What To Do If Your Entrepreneurship Fails The First Time
/If At First You Don’t Succeed…
Making your way as an entrepreneur is never going to be easy. Sure, you might have a “head for business”, and that makes the process more manageable without a doubt, but without putting in a lot of hard work the chances of sustained success will inevitably be limited. This is important to remember, because the path to business success is littered with companies and individuals who had good ideas and vision but when frustrated at an early stage failed to drive forwards in the way they would have hoped to. It is easy to become discouraged, especially when there is money in the equation, but the people who find real success are the ones who realize that problem solving is an indispensable part of business.
One of the major problems that arises in business is a slow start. You have an idea and find a way to put it into action. You have good contacts and feel you have advertised well, but for one reason or another there is not the take-up on your offers that you would have hoped for. This is a situation that can arise for any number of reasons. You need two things to overcome this problem, and they are very different things. Firstly you need to be able to analyse well. There will be a reason things didn’t go as hoped. Did you think through your advertising campaign? Have you priced your service too high? Was there some slippage between what you promised and what you could deliver? These are just three reasons, and it may be that you find another reason.

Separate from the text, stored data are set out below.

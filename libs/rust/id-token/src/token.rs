//! Type-state ID token.
//!
//! A token moves from [`Unverified`] to [`SignatureVerified`] to [`Validated`];
//! claims are only reachable on a `Token<Validated>`.

use jsonwebtoken::{Algorithm, Header, decode_header};
use serde_json::{Map, Value};

use crate::claims::IdTokenClaims;
use crate::error::IdTokenError;
use crate::expectations::ClaimExpectations;
use crate::signature::{SignatureVerifier, decode_payload};

// ----------------------------------------------------------------------------
// Validation stages
// ----------------------------------------------------------------------------

mod sealed {
    pub trait Stage {}
}

/// Validation stage of a [`Token`]; implemented only by this crate.
pub trait TokenState: sealed::Stage {
    /// Stage label used in logs.
    fn label() -> &'static str;
}

/// Parsed header only, nothing verified
#[derive(Debug)]
pub struct Unverified;
impl sealed::Stage for Unverified {}
impl TokenState for Unverified {
    fn label() -> &'static str {
        "Unverified"
    }
}

/// Signature verified, claims not yet checked
#[derive(Debug)]
pub struct SignatureVerified {
    payload: Map<String, Value>,
}
impl sealed::Stage for SignatureVerified {}
impl TokenState for SignatureVerified {
    fn label() -> &'static str {
        "SignatureVerified"
    }
}

/// Signature verified and every claim check passed
#[derive(Debug)]
pub struct Validated {
    claims: IdTokenClaims,
}
impl sealed::Stage for Validated {}
impl TokenState for Validated {
    fn label() -> &'static str {
        "Validated"
    }
}

// ----------------------------------------------------------------------------
// Token
// ----------------------------------------------------------------------------

/// ID token in validation state `S`.
#[derive(Debug)]
pub struct Token<S: TokenState> {
    raw: String,
    header: Header,
    state: S,
}

impl Token<Unverified> {
    /// Parse the header of a compact JWT.
    ///
    /// # Errors
    ///
    /// Returns [`IdTokenError::TokenMalformed`] if the token is not a
    /// three-part compact JWT with a decodable header.
    pub fn parse(raw: &str) -> Result<Self, IdTokenError> {
        if raw.split('.').count() != 3 {
            return Err(IdTokenError::malformed("ID token must have three parts"));
        }
        let header =
            decode_header(raw).map_err(|e| IdTokenError::malformed(format!("Invalid header: {e}")))?;

        Ok(Self {
            raw: raw.to_string(),
            header,
            state: Unverified,
        })
    }

    /// Key ID from the header.
    #[must_use]
    pub fn kid(&self) -> Option<&str> {
        self.header.kid.as_deref()
    }

    /// Algorithm from the header.
    #[must_use]
    pub const fn algorithm(&self) -> Algorithm {
        self.header.alg
    }

    /// Verify the header algorithm and the signature.
    ///
    /// # Errors
    ///
    /// Returns [`IdTokenError::AlgorithmMismatch`] before any key lookup when
    /// the header names a different algorithm, then any key or signature
    /// failure.
    pub async fn verify(self, verifier: &SignatureVerifier) -> Result<Token<SignatureVerified>, IdTokenError> {
        let expected = verifier.algorithm();
        if self.header.alg != expected {
            return Err(IdTokenError::AlgorithmMismatch {
                expected,
                found: self.header.alg,
            });
        }

        let key = verifier.key_for(self.kid()).await?;
        let payload = decode_payload(&self.raw, &key, expected)?;

        Ok(Token {
            raw: self.raw,
            header: self.header,
            state: SignatureVerified { payload },
        })
    }
}

impl Token<SignatureVerified> {
    /// Run the claim checks as of `now` (Unix seconds).
    ///
    /// # Errors
    ///
    /// Returns the first failing claim check.
    pub fn validate_claims(
        self,
        expectations: &ClaimExpectations,
        now: i64,
    ) -> Result<Token<Validated>, IdTokenError> {
        expectations.check(&self.state.payload, now)?;
        let claims = IdTokenClaims::from_payload(self.state.payload)
            .map_err(|e| IdTokenError::malformed(format!("Invalid claim set: {e}")))?;

        Ok(Token {
            raw: self.raw,
            header: self.header,
            state: Validated { claims },
        })
    }

    /// Read-only view of the unchecked payload.
    #[must_use]
    pub const fn peek_payload(&self) -> &Map<String, Value> {
        &self.state.payload
    }
}

impl Token<Validated> {
    /// Checked claims.
    #[must_use]
    pub const fn claims(&self) -> &IdTokenClaims {
        &self.state.claims
    }

    /// Take the claims.
    #[must_use]
    pub fn into_claims(self) -> IdTokenClaims {
        self.state.claims
    }

    /// `sub` claim.
    #[must_use]
    pub fn subject(&self) -> &str {
        &self.state.claims.sub
    }

    /// `iss` claim.
    #[must_use]
    pub fn issuer(&self) -> &str {
        &self.state.claims.iss
    }

    /// Compact serialization as received.
    #[must_use]
    pub fn raw(&self) -> &str {
        &self.raw
    }
}

impl<S: TokenState> Token<S> {
    /// Label of the current stage.
    #[must_use]
    pub fn stage(&self) -> &'static str {
        S::label()
    }

    /// Decoded JOSE header
    #[must_use]
    pub const fn header(&self) -> &Header {
        &self.header
    }
}
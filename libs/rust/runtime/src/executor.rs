//! Request executor.
//!
//! Drives a [`RequestDescription`] through header merging, option overrides,
//! the middleware chain, the timeout guard and the retry policy, then turns
//! non-2xx responses into typed errors.

use std::fmt;
use std::sync::Arc;

use reqwest::header::HeaderMap;
use serde::de::DeserializeOwned;
use tracing::{debug, instrument};
use uuid::Uuid;

use crate::config::{ConfigError, Configuration};
use crate::error::{ApiError, ErrorParser};
use crate::http::ReqwestTransport;
use crate::middleware::MiddlewareChain;
use crate::request::{FetchParams, RequestDescription, RequestOptions, RequestOverrides};
use crate::response::{ApiResponse, RawResponse};
use crate::retry::RetryPolicy;
use crate::timeout::TimeoutGuard;
use crate::transport::Fetcher;

/// What a dynamic override sees.
#[derive(Debug, Clone, Copy)]
pub struct InitOverrideContext<'a> {
    /// Fully built options, defaults and description already applied
    pub proposed: &'a RequestOptions,
    /// The description the options were built from
    pub description: &'a RequestDescription,
}

type OverrideFn = dyn Fn(InitOverrideContext<'_>) -> RequestOptions + Send + Sync;

/// Per-call adjustment of the request options.
#[derive(Clone)]
pub enum InitOverride {
    /// Fields that replace the proposed ones
    Static(RequestOverrides),
    /// Function returning the options to use
    Dynamic(Arc<OverrideFn>),
}

impl InitOverride {
    /// Wrap a function as a dynamic override.
    pub fn dynamic<F>(f: F) -> Self
    where
        F: Fn(InitOverrideContext<'_>) -> RequestOptions + Send + Sync + 'static,
    {
        Self::Dynamic(Arc::new(f))
    }

    fn apply(&self, proposed: RequestOptions, description: &RequestDescription) -> RequestOptions {
        match self {
            Self::Static(overrides) => overrides.apply(proposed),
            Self::Dynamic(f) => f(InitOverrideContext {
                proposed: &proposed,
                description,
            }),
        }
    }
}

impl From<RequestOverrides> for InitOverride {
    fn from(overrides: RequestOverrides) -> Self {
        Self::Static(overrides)
    }
}

impl fmt::Debug for InitOverride {
    fn fmt(&self, f: &mut fmt::Formatter<'_>) -> fmt::Result {
        match self {
            Self::Static(overrides) => f.debug_tuple("Static").field(overrides).finish(),
            Self::Dynamic(_) => f.write_str("Dynamic(..)"),
        }
    }
}

/// Executes request descriptions against a configured API.
///
/// The executor is immutable after construction and safe to share between
/// concurrent requests.
pub struct RequestExecutor {
    base_url: String,
    headers: HeaderMap,
    fetcher: Fetcher,
    retry: RetryPolicy,
    chain: MiddlewareChain,
    error_parser: Arc<dyn ErrorParser>,
}

impl RequestExecutor {
    /// Build an executor, creating the default transport when none is set.
    ///
    /// # Errors
    ///
    /// Returns an error if the configuration is invalid or the default HTTP
    /// client cannot be built.
    pub fn new(config: Configuration) -> Result<Self, ConfigError> {
        config.validate()?;

        let transport = match config.transport {
            Some(transport) => transport,
            None => Arc::new(ReqwestTransport::new(&config.http)?),
        };

        Ok(Self {
            base_url: config.base_url,
            headers: config.headers,
            fetcher: Fetcher::new(transport, TimeoutGuard::new(config.timeout)),
            retry: RetryPolicy::new(config.retry),
            chain: MiddlewareChain::new(config.middleware),
            error_parser: config.error_parser,
        })
    }

    /// Base URL requests are resolved against.
    #[must_use]
    pub fn base_url(&self) -> &str {
        &self.base_url
    }

    /// Timeout-guarded transport handle.
    #[must_use]
    pub const fn fetcher(&self) -> &Fetcher {
        &self.fetcher
    }

    /// Execute a request and return the raw 2xx response.
    ///
    /// # Errors
    ///
    /// Returns [`ApiError::Timeout`] or [`ApiError::Transport`] when the
    /// exchange failed and no middleware recovered, [`ApiError::Status`] for a
    /// non-2xx final response, or any error raised while building the request
    /// or inside a middleware hook.
    #[instrument(
        name = "execute",
        skip_all,
        fields(
            method = %description.method(),
            path = description.path(),
            request_id = %Uuid::new_v4(),
        )
    )]
    pub async fn execute(
        &self,
        description: &RequestDescription,
        init_override: Option<&InitOverride>,
    ) -> Result<RawResponse, ApiError> {
        let proposed = RequestOptions {
            method: description.method().clone(),
            headers: description.merge_headers(&self.headers)?,
            body: description.body().cloned(),
        };
        let options = match init_override {
            Some(init_override) => init_override.apply(proposed, description),
            None => proposed,
        };

        let params = FetchParams {
            url: description.url(&self.base_url),
            init: options.into_init()?,
        };
        let params = self.chain.run_pre(&self.fetcher, params).await?;

        let fetcher = &self.fetcher;
        let exchange = &params;
        let response = match self
            .retry
            .execute(move || fetcher.fetch(&exchange.url, &exchange.init))
            .await
        {
            Ok(response) => response,
            Err(error) => match self.chain.run_on_error(&self.fetcher, &params, &error).await? {
                Some(response) => response,
                None => {
                    debug!(error = %error, "Request failed");
                    return Err(error);
                }
            },
        };

        let response = self.chain.run_post(&self.fetcher, &params, response).await?;

        if response.is_success() {
            debug!(status = response.status().as_u16(), "Request succeeded");
            Ok(response)
        } else {
            let error = self.error_parser.parse(&response);
            debug!(status = response.status().as_u16(), error = %error, "Request returned an error status");
            Err(ApiError::Status(error))
        }
    }

    /// Execute and decode a JSON body.
    ///
    /// # Errors
    ///
    /// See [`execute`](Self::execute); additionally fails if the body does not
    /// decode as `T`.
    pub async fn execute_json<T: DeserializeOwned>(
        &self,
        description: &RequestDescription,
        init_override: Option<&InitOverride>,
    ) -> Result<ApiResponse<T>, ApiError> {
        let raw = self.execute(description, init_override).await?;
        ApiResponse::from_json(raw)
    }

    /// Execute and return the body as text.
    ///
    /// # Errors
    ///
    /// See [`execute`](Self::execute).
    pub async fn execute_text(
        &self,
        description: &RequestDescription,
        init_override: Option<&InitOverride>,
    ) -> Result<ApiResponse<String>, ApiError> {
        let raw = self.execute(description, init_override).await?;
        Ok(ApiResponse::from_text(raw))
    }

    /// Execute and return the body as raw bytes.
    ///
    /// # Errors
    ///
    /// See [`execute`](Self::execute).
    pub async fn execute_bytes(
        &self,
        description: &RequestDescription,
        init_override: Option<&InitOverride>,
    ) -> Result<ApiResponse<Vec<u8>>, ApiError> {
        let raw = self.execute(description, init_override).await?;
        Ok(ApiResponse::from_bytes(raw))
    }

    /// Execute and discard the body.
    ///
    /// # Errors
    ///
    /// See [`execute`](Self::execute).
    pub async fn execute_void(
        &self,
        description: &RequestDescription,
        init_override: Option<&InitOverride>,
    ) -> Result<ApiResponse<()>, ApiError> {
        let raw = self.execute(description, init_override).await?;
        Ok(ApiResponse::from_void(raw))
    }
}

impl fmt::Debug for RequestExecutor {
    fn fmt(&self, f: &mut fmt::Formatter<'_>) -> fmt::Result {
        f.debug_struct("RequestExecutor")
            .field("base_url", &self.base_url)
            .field("fetcher", &self.fetcher)
            .field("retry", self.retry.config())
            .field("middleware", &self.chain)
            .finish_non_exhaustive()
    }
}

The second thing you need is the tenacity to avoid getting discouraged. A business going wrong can be one of the most painful things to happen to a person, after divorce, bereavement and serious injury. It can be hard to separate the business from your personal identity, so if you feel that people do not like the business, you might extrapolate from that a personal slight against you. In actual fact, there is every reason why things might have failed in spite of you rather than because of you. Be forensic in looking for reasons why things went wrong, positive in applying a solution and honest in sticking to it.
Think about other things that didn’t quite take off at the first attempt but which are managing perfectly well now. Think about businesses and people who even went bankrupt once or more before they pulled things around, like Walt Disney and Henry Ford. That is the level of tenacity you need. No-one’s saying you should push things until you go bankrupt, but if you can rally yourself when things don’t begin encouragingly, you can be successful. In fact, it may be that it is what makes you successful. Every time you solve a problem, you learn something – something which is almost certain to be useful later on in your life. For this reason you need to roll with the punches from time to time. Combine wisdom with perseverance, and you will succeed.